◆ **TASK PROMPT**
Return every line below in which "movie" appears.

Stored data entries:
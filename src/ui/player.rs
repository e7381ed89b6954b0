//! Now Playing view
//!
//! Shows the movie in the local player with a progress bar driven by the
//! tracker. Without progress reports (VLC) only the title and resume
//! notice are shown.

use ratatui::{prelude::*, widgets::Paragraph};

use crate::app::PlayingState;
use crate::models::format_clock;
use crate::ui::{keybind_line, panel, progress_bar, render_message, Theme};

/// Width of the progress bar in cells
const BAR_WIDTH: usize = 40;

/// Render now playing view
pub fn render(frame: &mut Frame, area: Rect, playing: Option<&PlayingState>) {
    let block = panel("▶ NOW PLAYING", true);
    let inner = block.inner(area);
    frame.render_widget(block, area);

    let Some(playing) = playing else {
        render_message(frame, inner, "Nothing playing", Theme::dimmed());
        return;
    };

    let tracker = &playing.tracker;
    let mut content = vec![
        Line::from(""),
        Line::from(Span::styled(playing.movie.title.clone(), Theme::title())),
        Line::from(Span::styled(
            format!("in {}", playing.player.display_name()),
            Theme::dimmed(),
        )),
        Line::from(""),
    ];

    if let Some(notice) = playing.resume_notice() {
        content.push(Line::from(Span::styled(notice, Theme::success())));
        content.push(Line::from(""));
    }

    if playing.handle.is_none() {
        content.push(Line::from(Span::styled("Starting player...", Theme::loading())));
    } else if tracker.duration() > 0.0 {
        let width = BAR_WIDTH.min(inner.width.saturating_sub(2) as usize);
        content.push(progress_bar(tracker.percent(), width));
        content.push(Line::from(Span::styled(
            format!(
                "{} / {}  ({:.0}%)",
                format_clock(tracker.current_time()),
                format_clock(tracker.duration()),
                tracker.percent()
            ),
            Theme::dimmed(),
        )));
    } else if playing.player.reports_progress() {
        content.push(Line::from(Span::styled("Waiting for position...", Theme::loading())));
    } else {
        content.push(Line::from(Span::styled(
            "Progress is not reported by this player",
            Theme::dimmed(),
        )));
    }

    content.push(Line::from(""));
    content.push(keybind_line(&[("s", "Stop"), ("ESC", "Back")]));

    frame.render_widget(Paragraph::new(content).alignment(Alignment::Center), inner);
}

◆ **EXERCISE OUTPUT**
//! Shows the movie in the local player with a progress bar driven by the
        Line::from(Span::styled(playing.movie.title.clone(), Theme::title())),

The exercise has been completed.